In recognition of World Password Day on May 3, the Independent Community Bankers of America® (ICBA) and FSB are reminding customers of simple steps to safeguard their personal account information and what to do if they suspect they have been affected by a reported breach. You don’t have to be a cybersecurity expert to protect yourself against hackers and identity theft. Small actions like creating strong passwords, using different passwords for different accounts and exercising caution when sharing personal information online, can make a huge impact in your risk exposure.
Reduce Your Risk Exposure
While there is no foolproof way to avoid online identity theft, you can minimize your risk by:
- Limiting information disclosed—Never respond to text messages, emails or phone calls that request sensitive personal information such as your banking ID, account numbers, user name or password, even if the messages appear to come from your bank, government agencies or officials or companies with which you have a relationship.
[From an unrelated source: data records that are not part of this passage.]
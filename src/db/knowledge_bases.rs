//! Knowledge base database queries.
//!
//! One knowledge base per repository, accumulating the number of documents
//! indexed across runs. The heading sections of the latest indexed README
//! are kept alongside for answering queries.

use serde::{Deserialize, Serialize};
use sqlx::{FromRow, Sqlite, SqliteConnection};

use crate::services::markdown::Section;
use crate::Result;

/// Knowledge base record from the database.
#[derive(Debug, Clone, FromRow, Serialize, Deserialize)]
pub struct KnowledgeBase {
    pub id: i64,
    pub repository_id: i64,
    pub document_count: i64,
    pub created_at: String,
    pub updated_at: String,
}

/// Indexed section of a knowledge base.
#[derive(Debug, Clone, FromRow, Serialize, Deserialize)]
pub struct KnowledgeSection {
    pub id: i64,
    pub knowledge_base_id: i64,
    pub position: i64,
    pub title: String,
    pub anchor: String,
    pub content: String,
    pub created_at: String,
}

/// Find or create the repository's knowledge base and add `documents` to its count.
pub async fn add_knowledge_base_documents<'e, E>(
    executor: E,
    repository_id: i64,
    documents: i64,
) -> Result<KnowledgeBase>
where
    E: sqlx::Executor<'e, Database = Sqlite>,
{
    let kb = sqlx::query_as::<_, KnowledgeBase>(
        r#"
        INSERT INTO knowledge_bases (repository_id, document_count)
        VALUES (?, ?)
        ON CONFLICT(repository_id) DO UPDATE SET
            document_count = knowledge_bases.document_count + excluded.document_count,
            updated_at = datetime('now')
        RETURNING *
        "#,
    )
    .bind(repository_id)
    .bind(documents)
    .fetch_one(executor)
    .await?;

    Ok(kb)
}

/// Get a repository's knowledge base, if one has been created.
pub async fn get_knowledge_base<'e, E>(executor: E, repository_id: i64) -> Result<Option<KnowledgeBase>>
where
    E: sqlx::Executor<'e, Database = Sqlite>,
{
    let kb = sqlx::query_as::<_, KnowledgeBase>(
        "SELECT * FROM knowledge_bases WHERE repository_id = ?",
    )
    .bind(repository_id)
    .fetch_optional(executor)
    .await?;

    Ok(kb)
}

/// Replace the stored sections of a knowledge base.
///
/// Runs several statements, so callers pass a connection or `&mut *tx`.
pub async fn replace_knowledge_sections(
    conn: &mut SqliteConnection,
    knowledge_base_id: i64,
    sections: &[Section],
) -> Result<usize> {
    sqlx::query("DELETE FROM knowledge_sections WHERE knowledge_base_id = ?")
        .bind(knowledge_base_id)
        .execute(&mut *conn)
        .await?;

    for (position, section) in sections.iter().enumerate() {
        sqlx::query(
            r#"
            INSERT INTO knowledge_sections (knowledge_base_id, position, title, anchor, content)
            VALUES (?, ?, ?, ?, ?)
            "#,
        )
        .bind(knowledge_base_id)
        .bind(position as i64)
        .bind(&section.title)
        .bind(&section.id)
        .bind(&section.body)
        .execute(&mut *conn)
        .await?;
    }

    Ok(sections.len())
}

/// Sections of a knowledge base in document order.
pub async fn list_knowledge_sections<'e, E>(executor: E, knowledge_base_id: i64) -> Result<Vec<KnowledgeSection>>
where
    E: sqlx::Executor<'e, Database = Sqlite>,
{
    let sections = sqlx::query_as::<_, KnowledgeSection>(
        "SELECT * FROM knowledge_sections WHERE knowledge_base_id = ? ORDER BY position",
    )
    .bind(knowledge_base_id)
    .fetch_all(executor)
    .await?;

    Ok(sections)
}

#[cfg(test)]
mod tests {
    use super::*;
    use crate::db::{init_pool, initialize_schema, upsert_repository, DbPool};
    use crate::models::RepositoryIdentity;
    use crate::services::markdown::split_sections;

    async fn setup_test_db() -> DbPool {
        let pool = init_pool(":memory:").await.unwrap();
        initialize_schema(&pool).await.unwrap();
        pool
    }

    #[tokio::test]
    async fn test_document_count_accumulates() {
        let pool = setup_test_db().await;
        let identity = RepositoryIdentity::new("acme", "widgets").unwrap();
        let repo = upsert_repository(&pool, &identity).await.unwrap();

        let first = add_knowledge_base_documents(&pool, repo.id, 1).await.unwrap();
        let second = add_knowledge_base_documents(&pool, repo.id, 2).await.unwrap();

        assert_eq!(first.id, second.id);
        assert_eq!(second.document_count, 3);
    }

    #[tokio::test]
    async fn test_replace_sections_keeps_latest() {
        let pool = setup_test_db().await;
        let identity = RepositoryIdentity::new("acme", "widgets").unwrap();
        let repo = upsert_repository(&pool, &identity).await.unwrap();
        let kb = add_knowledge_base_documents(&pool, repo.id, 1).await.unwrap();

        let mut conn = pool.acquire().await.unwrap();
        let old = split_sections("# Old\nstale\n## Gone\nbye");
        assert_eq!(replace_knowledge_sections(&mut conn, kb.id, &old).await.unwrap(), 2);

        let new = split_sections("# Widgets\nA widget library.");
        replace_knowledge_sections(&mut conn, kb.id, &new).await.unwrap();
        drop(conn);

        let stored = list_knowledge_sections(&pool, kb.id).await.unwrap();
        assert_eq!(stored.len(), 1);
        assert_eq!(stored[0].title, "Widgets");
        assert_eq!(stored[0].anchor, "widgets");
        assert_eq!(stored[0].content, "A widget library.");
    }
}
- Taking advantage of security features—Make sure to update your computer security software and apply software updates to your computer system, mobile devices, web browsers and operating system to defend against viruses, malware and other online threats.
- Monitoring account activity— Pay attention to your statements and check your credit report regularly for any suspicious activity, such as unusual or unexplained charges, unknown accounts in your name, or unexpected denials on your card. Contact your bank immediately if you notice anything suspicious.
Respond to a Data Breach
In the event of a data breach, minimize your risk by:
- Consider a security freeze on your credit report to restrict access to your credit file.
- Set up a fraud alert which directs banks to verify your identity before opening a new account, issuing an additional card, or increasing the credit limit on an existing account.
- Shred documents with personal or sensitive information and change your passwords.
- Report stolen finances or identities and other cybercrime to the Internet Crime Complaint Center and to your local law enforcement and/or state attorney general.